Extract all lines from the data beneath that include the word "only".
# # # # # # #
//! timeportal main entrypoint.

use timeportal::run;
use timeportal::ui::messages;

fn main() {
    if let Err(e) = run() {
        messages::error(&e);
        if !e.is_user_error() {
            tracing::error!(error = ?e, "command failed");
        }
        std::process::exit(1);
    }
}
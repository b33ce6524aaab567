use chrono::{DateTime, Utc};

/// Source of "now". Logic never reads the system time directly, so a
/// fixed clock can stand in for it in tests and when `--now` is given.
pub trait Clock {
    fn now(&self) -> DateTime<Utc>;
}

pub struct SystemClock;

impl Clock for SystemClock {
    fn now(&self) -> DateTime<Utc> {
        Utc::now()
    }
}

pub struct FixedClock(pub DateTime<Utc>);

impl Clock for FixedClock {
    fn now(&self) -> DateTime<Utc> {
        self.0
    }
}
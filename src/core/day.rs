use crate::core::aggregator::DailyLogAggregator;
use crate::core::context::SessionContext;
use crate::errors::AppResult;
use crate::models::DayTotals;
use crate::models::day_summary::{DaySummary, DayView};
use crate::store::LogStore;
use chrono::NaiveDate;

pub struct DayLogic;

impl DayLogic {
    /// `GET_DAY(date)`: the stored log with fresh totals and status.
    pub fn get_day(
        store: &mut dyn LogStore,
        ctx: &SessionContext,
        date: NaiveDate,
    ) -> AppResult<DayView> {
        let log = DailyLogAggregator::refresh(store.read(date)?, ctx);
        let status = DailyLogAggregator::status(&log, ctx);
        Ok(DayView::new(log, status))
    }

    /// One summary per day with entries between `start` and `end` (inclusive).
    pub fn summaries(
        store: &mut dyn LogStore,
        ctx: &SessionContext,
        start: NaiveDate,
        end: NaiveDate,
    ) -> AppResult<Vec<DaySummary>> {
        let dates: Vec<NaiveDate> = store
            .available_dates()?
            .into_iter()
            .filter(|d| *d >= start && *d <= end)
            .collect();

        let mut out = Vec::with_capacity(dates.len());
        for log in store.read_many(&dates)? {
            let log = DailyLogAggregator::refresh(log, ctx);
            let status = DailyLogAggregator::status(&log, ctx);
            out.push(DaySummary::from_log(&log, status));
        }
        Ok(out)
    }

    /// Fresh totals for each of `dates`; days without entries count as zero.
    pub fn totals(
        store: &mut dyn LogStore,
        ctx: &SessionContext,
        dates: &[NaiveDate],
    ) -> AppResult<Vec<DayTotals>> {
        Ok(store
            .read_many(dates)?
            .into_iter()
            .map(|log| DailyLogAggregator::refresh(log, ctx).totals())
            .collect())
    }
}
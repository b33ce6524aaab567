use predicates::prelude::PredicateBooleanExt;
use predicates::str::contains;

mod common;
use common::Sandbox;

const BACKENDS: [&str; 2] = ["sqlite", "json"];
const MORNING: &str = "2025-07-16T09:00:00Z";

#[test]
fn test_init_creates_storage() {
    for storage in BACKENDS {
        let sb = Sandbox::new();

        sb.tp(storage, MORNING)
            .args(["--test", "init"])
            .assert()
            .success()
            .stdout(contains("initialization completed"));

        match storage {
            "sqlite" => assert!(sb.db_path().exists()),
            _ => assert!(sb.data_dir().join("local").is_dir()),
        }
    }
}

#[test]
fn test_punch_and_add_total_26_minutes() {
    for storage in BACKENDS {
        let sb = Sandbox::new();

        sb.tp(storage, "2025-07-16T09:00:00Z")
            .arg("punch")
            .assert()
            .success()
            .stdout(contains("Checked in at 09:00"));

        sb.tp(storage, "2025-07-16T09:10:00Z")
            .arg("punch")
            .assert()
            .success()
            .stdout(contains("Checked out at 09:10"));

        sb.tp(storage, "2025-07-16T09:20:00Z")
            .arg("punch")
            .assert()
            .success()
            .stdout(contains("Checked in at 09:20"));

        sb.tp(storage, "2025-07-16T09:26:00Z")
            .args(["show", "--json"])
            .assert()
            .success()
            .stdout(contains("\"totalMinutes\": 26"))
            .stdout(contains("\"sessions\": 2"))
            .stdout(contains("\"status\": \"Working\""));

        sb.tp(storage, "2025-07-16T09:26:00Z")
            .arg("show")
            .assert()
            .success()
            .stdout(contains("0h 26m"))
            .stdout(contains("Check-out"));
    }
}

#[test]
fn test_open_entry_on_past_day_is_miss_punch() {
    for storage in BACKENDS {
        let sb = Sandbox::new();

        sb.tp(storage, MORNING)
            .args(["add", "2025-07-15", "--in", "08:00", "--out", "12:00"])
            .assert()
            .success();

        sb.tp(storage, MORNING)
            .args(["add", "2025-07-15", "--in", "13:00"])
            .assert()
            .success();

        sb.tp(storage, MORNING)
            .args(["show", "2025-07-15"])
            .assert()
            .success()
            .stdout(contains("Miss-Punch"))
            .stdout(contains("session #2 has no check-out"));

        sb.tp(storage, MORNING)
            .args(["show", "yesterday", "--json"])
            .assert()
            .success()
            .stdout(contains("\"missPunch\": true"))
            .stdout(contains("\"kind\": \"unresolved\""))
            .stdout(contains("\"status\": \"ViewingPast\""));
    }
}

#[test]
fn test_invalid_entries_are_rejected_and_not_stored() {
    for storage in BACKENDS {
        let sb = Sandbox::new();

        sb.tp(storage, MORNING)
            .args(["add", "2025-07-10", "--in", "10:00", "--out", "09:00"])
            .assert()
            .failure()
            .stderr(contains("Validation error"));

        sb.tp(storage, MORNING)
            .args(["add", "2025-07-10", "--out", "09:00"])
            .assert()
            .failure()
            .stderr(contains("check-in time is required"));

        sb.tp(storage, MORNING)
            .args(["add", "2025-07-10", "--in", "25:00"])
            .assert()
            .failure()
            .stderr(contains("Invalid time format"));

        sb.tp(storage, MORNING)
            .args(["show", "2025-07-10"])
            .assert()
            .success()
            .stdout(contains("No sessions recorded"));
    }
}

#[test]
fn test_edit_and_delete_by_index() {
    for storage in BACKENDS {
        let sb = Sandbox::new();

        sb.tp(storage, MORNING)
            .args(["add", "2025-07-14", "--in", "09:00", "--out", "12:00"])
            .assert()
            .success();
        sb.tp(storage, MORNING)
            .args(["add", "2025-07-14", "--in", "13:00", "--out", "17:00"])
            .assert()
            .success();

        // only the check-out changes
        sb.tp(storage, MORNING)
            .args(["edit", "2025-07-14", "--index", "2", "--out", "18:30"])
            .assert()
            .success()
            .stdout(contains("Session #2 of 2025-07-14 updated"))
            .stdout(contains("8h 30m"));

        sb.tp(storage, MORNING)
            .args(["edit", "2025-07-14", "--index", "5", "--out", "18:30"])
            .assert()
            .failure()
            .stderr(contains("Entry #5 not found"));

        sb.tp(storage, MORNING)
            .args(["edit", "2025-07-14", "--index", "0", "--out", "18:30"])
            .assert()
            .failure();

        sb.tp(storage, MORNING)
            .args(["del", "2025-07-14", "--index", "1", "--yes"])
            .assert()
            .success()
            .stdout(contains("1 left"));

        sb.tp(storage, MORNING)
            .args(["show", "2025-07-14", "--json"])
            .assert()
            .success()
            .stdout(contains("\"totalMinutes\": 330"))
            .stdout(contains("\"sessions\": 1"));
    }
}

#[test]
fn test_delete_without_confirmation_is_cancelled() {
    let sb = Sandbox::new();

    sb.tp("sqlite", MORNING)
        .args(["add", "2025-07-14", "--in", "09:00", "--out", "12:00"])
        .assert()
        .success();

    sb.tp("sqlite", MORNING)
        .args(["del", "2025-07-14", "--all"])
        .write_stdin("n\n")
        .assert()
        .success()
        .stdout(contains("Operation cancelled"));

    sb.tp("sqlite", MORNING)
        .args(["del", "2025-07-14", "--all"])
        .write_stdin("y\n")
        .assert()
        .success()
        .stdout(contains("All 1 sessions of 2025-07-14 have been deleted"));

    sb.tp("sqlite", MORNING)
        .args(["list", "--period", "2025-07"])
        .assert()
        .success()
        .stdout(contains("No sessions recorded in this period"));
}

#[test]
fn test_list_formats() {
    for storage in BACKENDS {
        let sb = Sandbox::new();

        for date in ["2025-07-01", "2025-07-15", "2025-08-04"] {
            sb.tp(storage, MORNING)
                .args(["add", date, "--in", "09:00", "--out", "17:00"])
                .assert()
                .success();
        }

        sb.tp(storage, MORNING)
            .args(["list", "--period", "2025-07"])
            .assert()
            .success()
            .stdout(contains("2025-07-01"))
            .stdout(contains("2025-07-15"))
            .stdout(contains("2025-08-04").not())
            .stdout(contains("16h 00m"));

        sb.tp(storage, MORNING)
            .args(["list", "--period", "2025-07:2025-08", "--format", "csv"])
            .assert()
            .success()
            .stdout(contains("date,sessions,total_minutes,total,miss_punch,status"))
            .stdout(contains("2025-08-04,1,480,8h 00m,false,ViewingPast"));

        sb.tp(storage, MORNING)
            .args(["list", "--period", "2025-08", "--format", "json"])
            .assert()
            .success()
            .stdout(contains("\"date\": \"2025-08-04\""))
            .stdout(contains("2025-07-01").not());

        sb.tp(storage, MORNING)
            .args(["list", "--period", "2025-13"])
            .assert()
            .failure()
            .stderr(contains("Invalid period"));
    }
}

#[test]
fn test_report_averages() {
    let sb = Sandbox::new();

    sb.tp("json", MORNING)
        .args(["add", "2025-07-14", "--in", "09:00", "--out", "17:00"])
        .assert()
        .success();
    sb.tp("json", MORNING)
        .args(["add", "2025-07-15", "--in", "08:00", "--out", "16:00"])
        .assert()
        .success();

    sb.tp("json", MORNING)
        .args(["report", "--date", "2025-07-15"])
        .assert()
        .success()
        .stdout(contains("Week 07-14..07-20"))
        .stdout(contains("8.00h over 2 worked day(s)"))
        .stdout(contains("Month 2025-07"));

    // an open session on a past day is not averaged
    sb.tp("json", MORNING)
        .args(["add", "2025-07-11", "--in", "09:00"])
        .assert()
        .success();

    sb.tp("json", MORNING)
        .args(["report", "--date", "2025-07-15"])
        .assert()
        .success()
        .stdout(contains("8.00h over 2 worked day(s)"))
        .stdout(contains("1 miss-punch day(s) left out"));

    sb.tp("json", MORNING)
        .args(["report", "--date", "2025-07-03"])
        .assert()
        .success()
        .stdout(contains("Monthly average is shown from day 8"));
}

#[test]
fn test_open_session_stays_last() {
    for storage in BACKENDS {
        let sb = Sandbox::new();

        sb.tp(storage, MORNING)
            .args(["add", "today", "--in", "07:00"])
            .assert()
            .success();

        sb.tp(storage, MORNING)
            .args(["add", "today", "--in", "07:10", "--out", "07:20"])
            .assert()
            .failure()
            .stderr(contains("entry #1 is still open"));

        // the open session can still be punched out
        sb.tp(storage, MORNING)
            .arg("punch")
            .assert()
            .success()
            .stdout(contains("Checked out at 09:00"))
            .stdout(contains("2h 00m"));
    }
}

#[test]
fn test_edit_cannot_reopen_an_earlier_session() {
    let sb = Sandbox::new();

    for (start, end) in [("07:00", "08:00"), ("08:30", "09:00")] {
        sb.tp("sqlite", MORNING)
            .args(["add", "today", "--in", start, "--out", end])
            .assert()
            .success();
    }

    sb.tp("sqlite", MORNING)
        .args(["edit", "today", "--index", "1", "--open"])
        .assert()
        .failure()
        .stderr(contains("only the last session of a day may be open"));

    sb.tp("sqlite", MORNING)
        .args(["edit", "today", "--index", "2", "--open"])
        .assert()
        .success()
        .stdout(contains("Check-out"));

    sb.tp("sqlite", "2025-07-16T09:15:00Z")
        .arg("punch")
        .assert()
        .success()
        .stdout(contains("Checked out at 09:15"))
        .stdout(contains("1h 45m"));
}

#[test]
fn test_audit_log_lists_mutations() {
    for storage in BACKENDS {
        let sb = Sandbox::new();

        sb.tp(storage, MORNING).arg("punch").assert().success();
        sb.tp(storage, MORNING)
            .args(["add", "2025-07-14", "--in", "09:00", "--out", "12:00"])
            .assert()
            .success();

        sb.tp(storage, MORNING)
            .args(["log", "--print"])
            .assert()
            .success()
            .stdout(contains("punch"))
            .stdout(contains("(2025-07-14)"));
    }
}

#[test]
fn test_db_maintenance_requires_sqlite() {
    let sb = Sandbox::new();

    sb.tp("json", MORNING)
        .args(["db", "--check"])
        .assert()
        .failure()
        .stderr(contains("SQLite backend"));

    sb.tp("sqlite", MORNING)
        .args(["--test", "init"])
        .assert()
        .success();

    sb.tp("sqlite", MORNING)
        .args(["db", "--check", "--vacuum", "--info"])
        .assert()
        .success()
        .stdout(contains("Integrity check passed"))
        .stdout(contains("Vacuum completed"));
}

#[test]
fn test_invalid_timezone_is_reported() {
    let sb = Sandbox::new();

    sb.tp("sqlite", MORNING)
        .args(["--tz", "Mars/Olympus", "show"])
        .assert()
        .failure()
        .stderr(contains("Invalid timezone"));
}

#[test]
fn test_fixed_offset_moves_today() {
    let sb = Sandbox::new();

    // 23:30 UTC is already the next day at +02:00
    sb.tp("sqlite", "2025-07-16T23:30:00Z")
        .args(["--tz", "+02:00", "punch"])
        .assert()
        .success()
        .stdout(contains("Checked in at 01:30"))
        .stdout(contains("2025-07-17"));
}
# # # # # # #
_Result for this exercise_
        // only the check-out changes
        .stderr(contains("only the last session of a day may be open"));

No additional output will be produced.